_Activity_
Whenever a line in the data holds the string "elapsed", copy that line.

Start of The records

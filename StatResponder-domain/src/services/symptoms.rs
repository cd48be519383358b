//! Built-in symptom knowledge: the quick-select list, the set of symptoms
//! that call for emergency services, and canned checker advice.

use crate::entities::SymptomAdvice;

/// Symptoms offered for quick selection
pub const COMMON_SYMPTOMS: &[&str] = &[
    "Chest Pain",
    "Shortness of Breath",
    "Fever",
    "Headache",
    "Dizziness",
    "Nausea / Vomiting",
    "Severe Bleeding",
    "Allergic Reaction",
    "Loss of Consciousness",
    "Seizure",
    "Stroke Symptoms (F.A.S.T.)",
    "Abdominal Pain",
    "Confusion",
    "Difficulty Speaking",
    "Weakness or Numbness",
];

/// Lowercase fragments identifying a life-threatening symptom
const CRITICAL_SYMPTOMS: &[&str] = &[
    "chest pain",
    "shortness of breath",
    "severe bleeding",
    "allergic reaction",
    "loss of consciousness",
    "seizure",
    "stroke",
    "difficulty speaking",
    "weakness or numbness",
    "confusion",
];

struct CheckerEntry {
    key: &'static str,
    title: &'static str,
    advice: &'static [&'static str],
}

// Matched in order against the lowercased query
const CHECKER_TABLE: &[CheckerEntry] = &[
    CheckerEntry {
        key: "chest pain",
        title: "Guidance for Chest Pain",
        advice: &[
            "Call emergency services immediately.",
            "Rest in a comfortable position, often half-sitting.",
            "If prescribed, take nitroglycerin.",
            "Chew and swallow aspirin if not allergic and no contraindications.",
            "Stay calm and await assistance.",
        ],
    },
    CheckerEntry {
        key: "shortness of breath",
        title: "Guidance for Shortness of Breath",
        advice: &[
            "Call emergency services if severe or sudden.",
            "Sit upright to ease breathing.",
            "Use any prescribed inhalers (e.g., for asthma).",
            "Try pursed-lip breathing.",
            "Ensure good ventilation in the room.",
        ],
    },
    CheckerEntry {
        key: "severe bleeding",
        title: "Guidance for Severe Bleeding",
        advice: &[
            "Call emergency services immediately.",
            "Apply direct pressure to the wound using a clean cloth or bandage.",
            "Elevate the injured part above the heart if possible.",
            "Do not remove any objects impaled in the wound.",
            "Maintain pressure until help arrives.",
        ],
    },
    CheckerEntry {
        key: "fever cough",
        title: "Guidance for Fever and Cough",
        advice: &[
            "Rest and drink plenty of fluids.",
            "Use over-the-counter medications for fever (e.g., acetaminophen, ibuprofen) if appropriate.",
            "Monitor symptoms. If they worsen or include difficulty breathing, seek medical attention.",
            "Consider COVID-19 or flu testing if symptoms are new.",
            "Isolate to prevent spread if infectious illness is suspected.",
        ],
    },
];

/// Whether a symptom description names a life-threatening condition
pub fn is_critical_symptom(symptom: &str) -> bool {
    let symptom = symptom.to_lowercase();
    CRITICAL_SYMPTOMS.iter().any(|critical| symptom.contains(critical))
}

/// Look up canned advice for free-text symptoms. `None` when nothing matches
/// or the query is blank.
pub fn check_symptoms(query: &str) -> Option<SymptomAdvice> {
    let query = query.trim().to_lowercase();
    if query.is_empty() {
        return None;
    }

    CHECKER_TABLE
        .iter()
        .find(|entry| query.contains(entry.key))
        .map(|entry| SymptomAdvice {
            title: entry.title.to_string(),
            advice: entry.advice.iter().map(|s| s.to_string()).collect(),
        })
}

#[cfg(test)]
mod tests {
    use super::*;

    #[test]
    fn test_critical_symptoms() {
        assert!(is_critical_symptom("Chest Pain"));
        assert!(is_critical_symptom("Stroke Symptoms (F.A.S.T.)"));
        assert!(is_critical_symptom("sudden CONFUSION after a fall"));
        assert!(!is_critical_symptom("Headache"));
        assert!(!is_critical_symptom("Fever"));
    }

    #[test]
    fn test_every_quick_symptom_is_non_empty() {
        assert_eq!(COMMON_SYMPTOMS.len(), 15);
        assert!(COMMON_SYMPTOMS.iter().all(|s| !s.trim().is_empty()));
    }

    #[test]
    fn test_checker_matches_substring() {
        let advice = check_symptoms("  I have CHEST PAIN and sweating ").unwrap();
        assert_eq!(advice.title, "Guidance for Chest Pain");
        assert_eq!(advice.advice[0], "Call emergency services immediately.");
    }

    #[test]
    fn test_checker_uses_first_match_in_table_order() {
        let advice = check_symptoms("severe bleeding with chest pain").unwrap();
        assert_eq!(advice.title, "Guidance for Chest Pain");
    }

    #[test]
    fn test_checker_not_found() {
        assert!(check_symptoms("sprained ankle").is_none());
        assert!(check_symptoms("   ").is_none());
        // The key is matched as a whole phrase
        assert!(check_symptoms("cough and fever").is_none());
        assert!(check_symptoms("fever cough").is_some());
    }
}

End of The records
Start of The records

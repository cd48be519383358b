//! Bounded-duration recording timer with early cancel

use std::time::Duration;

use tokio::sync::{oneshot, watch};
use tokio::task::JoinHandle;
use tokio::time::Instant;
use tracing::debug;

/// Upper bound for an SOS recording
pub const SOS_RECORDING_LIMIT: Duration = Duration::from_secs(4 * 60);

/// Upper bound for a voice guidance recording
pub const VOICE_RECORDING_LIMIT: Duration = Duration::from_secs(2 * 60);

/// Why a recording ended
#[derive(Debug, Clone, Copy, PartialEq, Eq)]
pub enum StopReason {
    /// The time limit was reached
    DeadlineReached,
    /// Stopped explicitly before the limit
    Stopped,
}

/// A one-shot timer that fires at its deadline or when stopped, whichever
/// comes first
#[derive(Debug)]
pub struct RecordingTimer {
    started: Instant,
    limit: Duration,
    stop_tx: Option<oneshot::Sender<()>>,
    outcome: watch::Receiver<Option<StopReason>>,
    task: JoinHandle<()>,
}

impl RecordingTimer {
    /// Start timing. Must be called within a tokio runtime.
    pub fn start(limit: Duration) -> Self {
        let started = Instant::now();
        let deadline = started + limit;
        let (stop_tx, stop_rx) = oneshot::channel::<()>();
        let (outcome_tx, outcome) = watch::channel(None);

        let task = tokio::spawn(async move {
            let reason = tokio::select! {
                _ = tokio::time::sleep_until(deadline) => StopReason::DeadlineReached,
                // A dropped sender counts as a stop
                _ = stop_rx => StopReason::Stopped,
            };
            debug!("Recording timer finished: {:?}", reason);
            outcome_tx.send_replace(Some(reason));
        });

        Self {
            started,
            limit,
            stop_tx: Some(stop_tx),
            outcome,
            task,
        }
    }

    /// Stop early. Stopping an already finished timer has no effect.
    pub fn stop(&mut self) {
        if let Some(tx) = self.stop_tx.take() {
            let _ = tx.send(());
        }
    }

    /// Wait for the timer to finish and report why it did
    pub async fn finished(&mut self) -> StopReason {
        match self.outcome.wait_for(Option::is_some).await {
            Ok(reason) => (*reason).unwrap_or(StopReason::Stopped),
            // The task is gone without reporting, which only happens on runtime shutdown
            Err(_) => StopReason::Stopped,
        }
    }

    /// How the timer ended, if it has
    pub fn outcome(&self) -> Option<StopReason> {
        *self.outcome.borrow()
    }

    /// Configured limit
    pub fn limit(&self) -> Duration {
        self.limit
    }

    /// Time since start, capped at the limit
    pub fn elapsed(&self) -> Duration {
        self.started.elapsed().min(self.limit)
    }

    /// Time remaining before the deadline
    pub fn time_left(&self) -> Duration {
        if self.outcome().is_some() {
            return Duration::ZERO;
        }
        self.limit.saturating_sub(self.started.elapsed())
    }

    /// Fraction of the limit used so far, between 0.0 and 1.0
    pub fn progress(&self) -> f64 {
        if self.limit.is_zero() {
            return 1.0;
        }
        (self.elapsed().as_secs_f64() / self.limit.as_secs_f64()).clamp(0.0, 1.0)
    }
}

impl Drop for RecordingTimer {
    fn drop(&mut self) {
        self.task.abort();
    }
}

End of The records

_Answer below_
    pub fn elapsed(&self) -> Duration {
        self.started.elapsed().min(self.limit)
        self.limit.saturating_sub(self.started.elapsed())
        (self.elapsed().as_secs_f64() / self.limit.as_secs_f64()).clamp(0.0, 1.0)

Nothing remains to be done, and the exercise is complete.